Top of Records to use

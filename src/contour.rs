//! Isocontour extraction on a uniform grid.
//!
//! Each cell is resolved on its own: its four edges are tested for a strict
//! sign change of `value - iso`, crossings are placed by linear interpolation
//! and a segment is emitted only when exactly two edges cross. Cells with one,
//! three or four crossings (corners exactly at the isovalue, saddles) emit
//! nothing and are only counted in [`ExtractionStats`].

use rayon::prelude::*;
use serde::Serialize;

use crate::geom::Point2;
use crate::grid::ScalarGrid;
use crate::mesh::ContourMesh;

/// Corner offsets of cell `(i, j)` in cyclic order.
pub const CELL_CORNERS: [(usize, usize); 4] = [(0, 0), (1, 0), (1, 1), (0, 1)];

/// Edges as pairs of corner slots, in test order.
pub const CELL_EDGES: [(usize, usize); 4] = [(0, 1), (1, 2), (2, 3), (3, 0)];

/// True when `iso` lies strictly between `v1` and `v2`.
///
/// Endpoints exactly at `iso` never count, so flat edges at the isovalue and
/// crossings through a grid point are dropped.
#[inline]
pub fn crosses(v1: f64, v2: f64, iso: f64) -> bool {
    (v1 - iso) * (v2 - iso) < 0.0
}

/// Point on `p1`-`p2` where the linear interpolant of `v1`, `v2` equals `iso`.
///
/// Only meaningful when [`crosses`] holds, which guarantees `v1 != v2`.
#[inline]
pub fn interpolate_edge(p1: Point2, p2: Point2, v1: f64, v2: f64, iso: f64) -> Point2 {
    let t = (iso - v1) / (v2 - v1);
    p1.lerp(p2, t)
}

/// Edge crossings found in one cell, in edge order.
#[derive(Debug, Clone, Copy, Default)]
pub struct CellCrossings {
    points: [Point2; 4],
    len: usize,
}

impl CellCrossings {
    fn push(&mut self, p: Point2) {
        self.points[self.len] = p;
        self.len += 1;
    }

    pub fn len(&self) -> usize {
        self.len
    }

    pub fn is_empty(&self) -> bool {
        self.len == 0
    }

    pub fn as_slice(&self) -> &[Point2] {
        &self.points[..self.len]
    }

    /// The cell's segment; `None` unless exactly two edges cross.
    pub fn segment(&self) -> Option<(Point2, Point2)> {
        (self.len == 2).then(|| (self.points[0], self.points[1]))
    }
}

/// Test the four edges of cell `(i, j)`, whose lower-left corner is grid point `(i, j)`.
pub fn cell_crossings(grid: &ScalarGrid, i: usize, j: usize, iso: f64) -> CellCrossings {
    let mut pos = [Point2::default(); 4];
    let mut val = [0.0; 4];
    for (k, &(di, dj)) in CELL_CORNERS.iter().enumerate() {
        pos[k] = grid.position(i + di, j + dj);
        val[k] = grid.value(i + di, j + dj);
    }

    let mut out = CellCrossings::default();
    for &(a, b) in &CELL_EDGES {
        if crosses(val[a], val[b], iso) {
            out.push(interpolate_edge(pos[a], pos[b], val[a], val[b], iso));
        }
    }
    out
}

/// Per-run counters.
#[derive(Debug, Clone, Copy, Default, PartialEq, Eq, Serialize)]
pub struct ExtractionStats {
    pub cells: usize,
    pub segments: usize,
    /// Cells with one or three crossings.
    pub odd_cells: usize,
    /// Cells with four crossings.
    pub saddle_cells: usize,
}

impl ExtractionStats {
    fn record(&mut self, crossings: usize) {
        self.cells += 1;
        match crossings {
            2 => self.segments += 1,
            1 | 3 => self.odd_cells += 1,
            4 => self.saddle_cells += 1,
            _ => {}
        }
    }

    fn merge(&mut self, other: &Self) {
        self.cells += other.cells;
        self.segments += other.segments;
        self.odd_cells += other.odd_cells;
        self.saddle_cells += other.saddle_cells;
    }
}

/// Walk the cells of column `i` bottom to top.
fn march_column<F>(grid: &ScalarGrid, i: usize, iso: f64, stats: &mut ExtractionStats, mut emit: F)
where
    F: FnMut(Point2, Point2),
{
    for j in 0..grid.ny().saturating_sub(1) {
        let crossings = cell_crossings(grid, i, j, iso);
        stats.record(crossings.len());
        if let Some((a, b)) = crossings.segment() {
            emit(a, b);
        }
    }
}

/// Extract the isocontour at `iso`, visiting columns of cells left to right
/// and each column bottom to top.
pub fn march_squares(grid: &ScalarGrid, iso: f64) -> (ContourMesh, ExtractionStats) {
    let mut mesh = ContourMesh::new(iso);
    let mut stats = ExtractionStats::default();
    for i in 0..grid.nx().saturating_sub(1) {
        march_column(grid, i, iso, &mut stats, |a, b| mesh.push_segment(a, b));
    }
    (mesh, stats)
}

/// Same output as [`march_squares`], with columns processed in parallel and
/// concatenated in column order.
pub fn march_squares_par(grid: &ScalarGrid, iso: f64) -> (ContourMesh, ExtractionStats) {
    let columns: Vec<(Vec<(Point2, Point2)>, ExtractionStats)> = (0..grid.nx().saturating_sub(1))
        .into_par_iter()
        .map(|i| {
            let mut segments = Vec::new();
            let mut stats = ExtractionStats::default();
            march_column(grid, i, iso, &mut stats, |a, b| segments.push((a, b)));
            (segments, stats)
        })
        .collect();

    let mut mesh = ContourMesh::new(iso);
    let mut stats = ExtractionStats::default();
    for (segments, column_stats) in columns {
        for (a, b) in segments {
            mesh.push_segment(a, b);
        }
        stats.merge(&column_stats);
    }
    (mesh, stats)
}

Bottom of Records to use

**Directions**
Your answer should be the records themselves, returned word for word.

**Finished exercise**
filename src/contour.rs
//! Isocontour extraction on a uniform grid.
//!
//! Each cell is resolved on its own: its four edges are tested for a strict
//! sign change of `value - iso`, crossings are placed by linear interpolation
//! and a segment is emitted only when exactly two edges cross. Cells with one,
//! three or four crossings (corners exactly at the isovalue, saddles) emit
//! nothing and are only counted in [`ExtractionStats`].

use rayon::prelude::*;
use serde::Serialize;

use crate::geom::Point2;
use crate::grid::ScalarGrid;
use crate::mesh::ContourMesh;

/// Corner offsets of cell `(i, j)` in cyclic order.
pub const CELL_CORNERS: [(usize, usize); 4] = [(0, 0), (1, 0), (1, 1), (0, 1)];

/// Edges as pairs of corner slots, in test order.
pub const CELL_EDGES: [(usize, usize); 4] = [(0, 1), (1, 2), (2, 3), (3, 0)];

/// True when `iso` lies strictly between `v1` and `v2`.
///
/// Endpoints exactly at `iso` never count, so flat edges at the isovalue and
/// crossings through a grid point are dropped.
#[inline]
pub fn crosses(v1: f64, v2: f64, iso: f64) -> bool {
    (v1 - iso) * (v2 - iso) < 0.0
}

/// Point on `p1`-`p2` where the linear interpolant of `v1`, `v2` equals `iso`.
///
/// Only meaningful when [`crosses`] holds, which guarantees `v1 != v2`.
#[inline]
pub fn interpolate_edge(p1: Point2, p2: Point2, v1: f64, v2: f64, iso: f64) -> Point2 {
    let t = (iso - v1) / (v2 - v1);
    p1.lerp(p2, t)
}

/// Edge crossings found in one cell, in edge order.
#[derive(Debug, Clone, Copy, Default)]
pub struct CellCrossings {
    points: [Point2; 4],
    len: usize,
}

impl CellCrossings {
    fn push(&mut self, p: Point2) {
        self.points[self.len] = p;
        self.len += 1;
    }

    pub fn len(&self) -> usize {
        self.len
    }

    pub fn is_empty(&self) -> bool {
        self.len == 0
    }

    pub fn as_slice(&self) -> &[Point2] {
        &self.points[..self.len]
    }

    /// The cell's segment; `None` unless exactly two edges cross.
    pub fn segment(&self) -> Option<(Point2, Point2)> {
        (self.len == 2).then(|| (self.points[0], self.points[1]))
    }
}

/// Test the four edges of cell `(i, j)`, whose lower-left corner is grid point `(i, j)`.
pub fn cell_crossings(grid: &ScalarGrid, i: usize, j: usize, iso: f64) -> CellCrossings {
    let mut pos = [Point2::default(); 4];
    let mut val = [0.0; 4];
    for (k, &(di, dj)) in CELL_CORNERS.iter().enumerate() {
        pos[k] = grid.position(i + di, j + dj);
        val[k] = grid.value(i + di, j + dj);
    }

    let mut out = CellCrossings::default();
    for &(a, b) in &CELL_EDGES {
        if crosses(val[a], val[b], iso) {
            out.push(interpolate_edge(pos[a], pos[b], val[a], val[b], iso));
        }
    }
    out
}

/// Per-run counters.
#[derive(Debug, Clone, Copy, Default, PartialEq, Eq, Serialize)]
pub struct ExtractionStats {
    pub cells: usize,
    pub segments: usize,
    /// Cells with one or three crossings.
    pub odd_cells: usize,
    /// Cells with four crossings.
    pub saddle_cells: usize,
}

impl ExtractionStats {
    fn record(&mut self, crossings: usize) {
        self.cells += 1;
        match crossings {
            2 => self.segments += 1,
            1 | 3 => self.odd_cells += 1,
            4 => self.saddle_cells += 1,
            _ => {}
        }
    }

    fn merge(&mut self, other: &Self) {
        self.cells += other.cells;
        self.segments += other.segments;
        self.odd_cells += other.odd_cells;
        self.saddle_cells += other.saddle_cells;
    }
}

/// Walk the cells of column `i` bottom to top.
fn march_column<F>(grid: &ScalarGrid, i: usize, iso: f64, stats: &mut ExtractionStats, mut emit: F)
where
    F: FnMut(Point2, Point2),
{
    for j in 0..grid.ny().saturating_sub(1) {
        let crossings = cell_crossings(grid, i, j, iso);
        stats.record(crossings.len());
        if let Some((a, b)) = crossings.segment() {
            emit(a, b);
        }
    }
}

/// Extract the isocontour at `iso`, visiting columns of cells left to right
/// and each column bottom to top.
pub fn march_squares(grid: &ScalarGrid, iso: f64) -> (ContourMesh, ExtractionStats) {
    let mut mesh = ContourMesh::new(iso);
    let mut stats = ExtractionStats::default();
    for i in 0..grid.nx().saturating_sub(1) {
        march_column(grid, i, iso, &mut stats, |a, b| mesh.push_segment(a, b));
    }
    (mesh, stats)
}

/// Same output as [`march_squares`], with columns processed in parallel and
/// concatenated in column order.
pub fn march_squares_par(grid: &ScalarGrid, iso: f64) -> (ContourMesh, ExtractionStats) {
    let columns: Vec<(Vec<(Point2, Point2)>, ExtractionStats)> = (0..grid.nx().saturating_sub(1))
        .into_par_iter()
        .map(|i| {
            let mut segments = Vec::new();
            let mut stats = ExtractionStats::default();
            march_column(grid, i, iso, &mut stats, |a, b| segments.push((a, b)));
            (segments, stats)
        })
        .collect();

    let mut mesh = ContourMesh::new(iso);
    let mut stats = ExtractionStats::default();
    for (segments, column_stats) in columns {
        for (a, b) in segments {
            mesh.push_segment(a, b);
        }
        stats.merge(&column_stats);
    }
    (mesh, stats)
}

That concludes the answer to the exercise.